The air in Marco’s VIP lounge was thick with cigar smoke and the cloying scent of expensive cologne. On the low stage, two pole dancers moved with a practiced, disinterested grace, their silhouettes backlit by violet neon. Around the perimeter, lap dancers in shimmering costumes whispered into the ears of men in tailored suits, their laughter a sharp, metallic sound against the thrumming bass. Marco himself, a mountain of a man in a silk shirt, watched from the shadows near the velvet rope, his eyes missing nothing—the transactions, the tensions, the flow of money and desire that kept his kingdom humming.
At the center of a deep leather booth, Rafe Cameron, CEO of the Cameron Estates empire, swirled a glass of twenty-five-year-old Macallan. To his right was Marcus Thorne, a silver-haired shark who owned Thorne Aerospace. To his left was Julian Vance, whose Vance Media Group controlled half the city’s news outlets. They were all, in their own ways, addicts—power, money, risk. For Rafe, the most potent drug was the chase, the conquest, the temporary oblivion found in the heat of a stranger’s skin. It was a hunger they all understood, a shared sickness they never named.
“The zoning board is a pack of timid rabbits,” Marcus said, his eyes glazing over as a dancer with jet-black hair arched her back on the pole. He pulled a roll of hundreds from his breast pocket, peeled one off, and gestured her over. She glided to the booth, and he tucked the bill into the waistband of her briefs, his fingers lingering for a beat too long. She smiled, a vacant, professional curve of the lips, and swayed away. “They see a master plan and they see property taxes. They don’t see vision.”
“Vision is expensive, Marcus. And boring,” Julian countered, his attention already divided. A lap dancer in a sapphire-blue ensemble slid into the booth next to him, whispering something that made him chuckle. He pulled a folded stack of bills from his pocket and pressed it into her hand without looking, his other hand already tracing the line of her spine. “This is more my speed. Immediate. Tangible.”
Rafe’s gaze was restless, scanning the room like a predator. It wasn’t about one woman; it was the current of them, the possibility in every glance. He’d seen a brunette on the main floor earlier—a fierce, dark-eyed girl with a defiant set to her jaw—but she was just one note in the symphony of temptation. His focus was the room itself, the mechanics of desire on display.

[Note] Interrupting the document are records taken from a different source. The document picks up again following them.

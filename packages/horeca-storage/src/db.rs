use sqlx::{PgPool, postgres::PgPoolOptions};

use crate::{Result, schema};

const SCHEMA_LOCK_ID: i64 = 4_180_207;

pub struct Db {
	pub pool: PgPool,
}
impl Db {
	pub async fn connect(cfg: &horeca_config::Postgres) -> Result<Self> {
		let pool =
			PgPoolOptions::new().max_connections(cfg.pool_max_conns).connect(&cfg.dsn).await?;

		Ok(Self { pool })
	}

	/// Pool that opens connections on first use.
	pub fn connect_lazy(cfg: &horeca_config::Postgres) -> Result<Self> {
		let pool = PgPoolOptions::new().max_connections(cfg.pool_max_conns).connect_lazy(&cfg.dsn)?;

		Ok(Self { pool })
	}

	pub async fn ensure_schema(&self) -> Result<()> {
		let sql = schema::render_schema();
		// Advisory locks are held per connection. Use a single transaction so the lock is scoped to
		// one connection and automatically released when the transaction ends.
		let mut tx = self.pool.begin().await?;

		sqlx::query("SELECT pg_advisory_xact_lock($1)").bind(SCHEMA_LOCK_ID).execute(&mut *tx).await?;

		for statement in sql.split(';') {
			let trimmed = statement.trim();

			if trimmed.is_empty() {
				continue;
			}

			sqlx::query(trimmed).execute(&mut *tx).await?;
		}

		tx.commit().await?;

		Ok(())
	}
}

A different dancer, this one in crimson, approached their table. She leaned over Rafe’s shoulder, the scent of her perfume clashing with the whiskey. Julian, ever the showman, fanned out several bills like a poker hand. “Make it worth his while,” he said, nodding toward Rafe. The dancer took the money with a practiced smile and began a slow, close dance for Rafe alone. He watched her, his expression unreadable, the ghost of a smile on his lips as he let a hundred-dollar bill drift from his fingers to the floor at her feet. She retrieved it with a fluid motion, the transaction complete, impersonal, and utterly routine.
“You’re quiet, Cameron,” Marcus noted, signaling for another round of drinks. A server appeared instantly, a young woman in a black vest. Marco, from his post, gave an almost imperceptible nod of approval. “Calculating your next indulgence?”
Rafe finally looked at them, his eyes clear and cold. “Just observing the market. The currency here isn’t money. It’s attention. It’s need.”
Julian barked a laugh. “Spoken like a true connoisseur. We’re all just feeding the beast, Rafe. Some of us are just more honest about it.”
The conversation drifted back to mergers, hostile takeovers, and the new yacht Marcus was buying. But it was all underpinned by the same low hum: the rustle of cash, the whispered negotiations at nearby tables, the silent agreements made with a glance and a gift. Marco moved through the lounge then, a gracious host, stopping at their booth.
“Gentlemen,” Marco’s voice was a low rumble. “Everything to your satisfaction?” His eyes swept the table.